Civet, if you find yourself worrying about getting a job once you graduate, maybe you could get one of your professors who teaches in the subject that your majoring in to give you a letter of recomendation. Those kinds of things always help out.
I've been making it a point to be as social as I can be with all my comm professors for just that reason.
_________________
I live my life to prove wrong those who said I couldn't make it in life...
I am majoring in illustration, so things work a bit differently. You're right though, it does help to have "connections" with other artists, who may be able to spread your name around. It's considered bad form to ask for someone to do that for you, however, because if they don't like your art, it puts them in an awkward situation.
What is "comm"?
I have a hard time approaching people (read: I don't do it). If I do stay in contact with my teachers, it's through email only.
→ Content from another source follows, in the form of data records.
impl CanvasHost {
    /// Create an inactive host around a document
    #[must_use]
    pub fn new(
        config: EditorConfig,
        organization: Organization,
        variables: Vec<Variable>,
        document: EmailDocument,
    ) -> Self {
        Self {
            config,
            state: HostState::Inactive,
            organization,
            variables,
            document,
            surface: None,
            registry: None,
            snapshot: None,
            panel_containers: Vec::new(),
            instance_id: None,
            on_save: None,
            on_back: None,
            on_reset: None,
        }
    }

    /// Register the save callback
    #[must_use]
    pub fn with_on_save(mut self, callback: impl Fn(&FinalState) + Send + 'static) -> Self {
        self.on_save = Some(Box::new(callback));
        self
    }

    /// Register the back callback
    #[must_use]
    pub fn with_on_back(mut self, callback: impl Fn() + Send + 'static) -> Self {
        self.on_back = Some(Box::new(callback));
        self
    }

    /// Register the optional reset callback
    #[must_use]
    pub fn with_on_reset(mut self, callback: impl Fn() + Send + 'static) -> Self {
        self.on_reset = Some(Box::new(callback));
        self
    }

    /// Current lifecycle state
    #[must_use]
    pub fn state(&self) -> HostState {
        self.state
    }

    /// The authoritative document
    #[must_use]
    pub fn document(&self) -> &EmailDocument {
        &self.document
    }

    /// The current selection snapshot, if anything is selected
    #[must_use]
    pub fn snapshot(&self) -> Option<&SelectionSnapshot> {
        self.snapshot.as_ref()
    }

    /// Panel container ids registered for the live instance
    #[must_use]
    pub fn panel_containers(&self) -> &[String] {
        &self.panel_containers
    }

    /// The registered block catalog, present while active
    #[must_use]
    pub fn registry(&self) -> Option<&BlockRegistry> {
        self.registry.as_ref()
    }

    /// Replace the document wholesale; only valid while inactive
    ///
    /// # Errors
    /// Returns [`Error::Lifecycle`] while a canvas instance is live.
    pub fn replace_document(&mut self, document: EmailDocument) -> Result<()> {
        if self.state != HostState::Inactive {
            return Err(Error::lifecycle(
                "document can only be replaced while inactive",
            ));
        }
        self.document = document;
        Ok(())
    }

    /// Spin up a canvas instance in the mount
    ///
    /// A missing mount or an already-live instance is a logged no-op,
    /// not an error; re-activation must never double-register panels.
    ///
    /// # Errors
    /// Returns an error when the document's markup fails to load.
    pub fn activate(&mut self, mount: Option<&Mount>) -> Result<bool> {
        if self.state != HostState::Inactive {
            warn!(state = ?self.state, "activate ignored, canvas already live");
            return Ok(false);
        }
        let Some(mount) = mount else {
            warn!("activate ignored, mount not present");
            return Ok(false);
        };

        let mut surface = EditingSurface::new(
            SurfaceConfig::default().with_history_limit(self.config.history_limit),
        );
        if let Err(err) = sync::push(&mut surface, &self.document) {
            error!(error = %err, "canvas load failed, staying inactive");
            return Err(err);
        }

        let instance_id = Uuid::new_v4();
        self.registry = Some(BlockRegistry::standard(&self.organization, &self.variables));
        self.panel_containers = vec![
            format!("{}-blocks", mount.container_id),
            format!("{}-styles", mount.container_id),
        ];
        self.surface = Some(surface);
        self.snapshot = None;
        self.instance_id = Some(instance_id);
        self.state = HostState::Active;
        info!(%instance_id, container = %mount.container_id, "canvas activated");
        Ok(true)
    }

    /// Drain surface events and pull when anything structural happened
    ///
    /// Returns the drained events so the caller can refresh its views.
    pub fn pump(&mut self) -> Vec<SurfaceEvent> {
        let Some(surface) = self.surface.as_mut() else {
            return Vec::new();
        };
        let events = surface.take_events();
        if events.is_empty() {
            return events;
        }

        let outcome = sync::pull(surface, &mut self.document);
        debug!(count = events.len(), ?outcome, "canvas events pumped");
        self.refresh_snapshot();
        events
    }

    /// Change the selection and rebuild the snapshot
    ///
    /// # Errors
    /// Returns an error when the id is stale or the canvas inactive.
    pub fn select(&mut self, node: Option<NodeId>) -> Result<()> {
        let surface = self.surface_mut()?;
        surface.select(node)?;
        self.refresh_snapshot();
        Ok(())
    }

    /// Insert a block from the catalog, selecting the result
    ///
    /// # Errors
    /// Returns an error when the canvas is inactive or the block id is
    /// unknown.
    pub fn insert_block(&mut self, block_id: &str) -> Result<NodeId> {
        if self.state != HostState::Active {
            return Err(Error::CanvasInactive);
        }
        let registry = self.registry.take().ok_or(Error::CanvasInactive)?;
        let result = (|| {
            let surface = self.surface.as_mut().ok_or(Error::CanvasInactive)?;
            registry.insert(surface, block_id)
        })();
        self.registry = Some(registry);
        let inserted = result?;
        self.pump();
        Ok(inserted)
    }

    /// Delete the selected node; no-op when inactive or nothing is
    /// selected
    pub fn delete_selected(&mut self) -> bool {
        let Ok(surface) = self.surface_mut() else {
            return false;
        };
        match surface.remove_selected() {
            Ok(removed) => {
                if removed {
                    self.pump();
                }
                removed
            }
            Err(err) => {
                warn!(error = %err, "delete ignored");
                false
            }
        }
    }

    /// Undo one step; no-op when inactive or the stack is empty
    pub fn undo(&mut self) -> bool {
        self.history_step(EditingSurface::undo)
    }

    /// Redo one step; no-op when inactive or the stack is empty
    pub fn redo(&mut self) -> bool {
        self.history_step(EditingSurface::redo)
    }

    fn history_step(&mut self, step: fn(&mut EditingSurface) -> mailsmith_surface::Result<bool>) -> bool {
        let Ok(surface) = self.surface_mut() else {
            return false;
        };
        match step(surface) {
            Ok(stepped) => {
                if stepped {
                    self.pump();
                }
                stepped
            }
            Err(err) => {
                warn!(error = %err, "history step ignored");
                false
            }
        }
    }

    /// Apply a solid background to the selection
    ///
    /// # Errors
    /// Returns an error when the canvas is inactive or nothing is
    /// selected.
    pub fn apply_background(&mut self, panel: &BackgroundPanel) -> Result<()> {
        self.with_selection(|surface, node| apply_background(surface, node, panel))
    }

    /// Apply a gradient background to the selection
    ///
    /// # Errors
    /// See [`CanvasHost::apply_background`].
    pub fn apply_gradient(&mut self, panel: &GradientPanel) -> Result<()> {
        self.with_selection(|surface, node| apply_gradient(surface, node, panel))
    }

    /// Remove the selection's background entirely
    ///
    /// # Errors
    /// See [`CanvasHost::apply_background`].
    pub fn clear_background(&mut self) -> Result<()> {
        self.with_selection(clear_background)
    }

    /// Apply width/height to the selection
    ///
    /// # Errors
    /// See [`CanvasHost::apply_background`].
    pub fn apply_dimensions(&mut self, panel: &DimensionsPanel) -> Result<()> {
        self.with_selection(|surface, node| apply_dimensions(surface, node, panel))
    }

    /// Apply padding/margin to the selection
    ///
    /// # Errors
    /// See [`CanvasHost::apply_background`].
    pub fn apply_spacing(&mut self, panel: &SpacingPanel) -> Result<()> {
        self.with_selection(|surface, node| apply_spacing(surface, node, panel))
    }

    /// Apply border values to the selection
    ///
    /// # Errors
    /// See [`CanvasHost::apply_background`].
    pub fn apply_border(&mut self, panel: &BorderPanel) -> Result<()> {
        self.with_selection(|surface, node| apply_border(surface, node, panel))
    }

    /// Apply typography values to the selection
    ///
    /// # Errors
    /// See [`CanvasHost::apply_background`].
    pub fn apply_typography(&mut self, panel: &TypographyPanel) -> Result<()> {
        self.with_selection(|surface, node| apply_typography(surface, node, panel))
    }

    /// Apply image attributes to the selection
    ///
    /// # Errors
    /// See [`CanvasHost::apply_background`].
    pub fn apply_image(&mut self, panel: &ImagePanel) -> Result<()> {
        self.with_selection(|surface, node| apply_image(surface, node, panel))
    }

    /// Apply opacity to the selection immediately
    ///
    /// # Errors
    /// See [`CanvasHost::apply_background`].
    pub fn apply_opacity(&mut self, value: &str) -> Result<()> {
        self.with_selection(|surface, node| apply_opacity(surface, node, value))
    }

    /// Tear down the canvas instance: one guarded final sync, then
    /// destroy and clear the panel containers
    pub fn deactivate(&mut self) -> PullOutcome {
        if self.state != HostState::Active {
            warn!(state = ?self.state, "deactivate ignored, no live canvas");
            return PullOutcome::Unchanged;
        }
        self.state = HostState::Destroying;

        let outcome = match self.surface.as_ref() {
            Some(surface) => sync::pull(surface, &mut self.document),
            None => PullOutcome::Unchanged,
        };

        self.surface = None;
        self.registry = None;
        self.snapshot = None;
        self.panel_containers.clear();
        let instance_id = self.instance_id.take();
        self.state = HostState::Inactive;
        info!(instance_id = ?instance_id, ?outcome, "canvas deactivated");
        outcome
    }

    /// Render the read-only preview of the current document
    ///
    /// Works in any lifecycle state; the result is never written back.
    #[must_use]
    pub fn render_preview(&self) -> String {
        PreviewRenderer::new()
            .with_highlight_class(self.config.preview_highlight_class.clone())
            .render(&self.document, &self.variables)
    }

    /// Fire the save callback with the final state
    pub fn save(&mut self) {
        if self.state == HostState::Active {
            self.pump();
            if let Some(surface) = self.surface.as_ref() {
                sync::pull(surface, &mut self.document);
            }
        }
        if let Some(callback) = &self.on_save {
            let state = FinalState {
                subject: self.document.subject.clone(),
                document: self.document.clone(),
            };
            callback(&state);
        }
    }

    /// Fire the back callback
    pub fn back(&self) {
        if let Some(callback) = &self.on_back {
            callback();
        }
    }

    /// Fire the reset callback, when registered
    pub fn reset(&self) {
        if let Some(callback) = &self.on_reset {
            callback();
        }
    }

    fn with_selection(
        &mut self,
        apply: impl FnOnce(&mut EditingSurface, NodeId) -> Result<()>,
    ) -> Result<()> {
        let surface = self.surface_mut()?;
        let node = surface
            .selection()
            .ok_or_else(|| Error::sync("no node selected"))?;
        apply(surface, node)?;
        self.pump();
        Ok(())
    }

    fn surface_mut(&mut self) -> Result<&mut EditingSurface> {
        if self.state != HostState::Active {
            return Err(Error::CanvasInactive);
        }
        self.surface.as_mut().ok_or(Error::CanvasInactive)
    }

    fn refresh_snapshot(&mut self) {
        self.snapshot = self.surface.as_ref().and_then(|surface| {
            surface
                .selection()
                .map(|node| SelectionSnapshot::capture(surface, node))
        });
    }
}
I'm not sure how willing they are to become friends via this medium, when I don't really speak to them in classes.
The one thing I do have going for me is that people who have professional attitudes and are responsible and dependable tend to do better in the field. I've always been this way, so atleast I don't have to worry about that.
CockneyRebel
Veteran
Joined: 17 Jul 2004
Age: 50
Gender: Male
Posts: 117,042
Location: In my little Olympic World of peace and love
I'm from a strange, but wonderful planet where the clock seems to be stuck in the year, 1967. It's called Austin Powers World. Not everybody from that planet looks like Austin, but I do. It's a more hip version of the Planet Earth and without the Veitnam War. There are Swingers having parties and dancing in the Streets. There are Hippies playing and relaxing in the Parks. Everybody on my home planet wears bright, viberant colours. The most convincing Swingers look like Austin Powers, Male or Female, but they are few and far between.
I was put on Earth, because Earthlings need a reminder of a more peaceful, gentler time.
Count yourselves lucky; when I was in boarding school I was put in a very small dormatory that only had room for three beds though I was the only person in it, I was the most trustworthy person in the school that could be put in a room on my own. I was also on Roacutane, the acne drug with severe side-effects.
Needless to say in the following months a gradually became crazy and if the staff had known what was going on in that secluded dorm, I would be in a loony-bin now; I believed I was the reincarnated spirit of a deceased alien deity.
Well, there was no other explaination for why the world was so weird to me!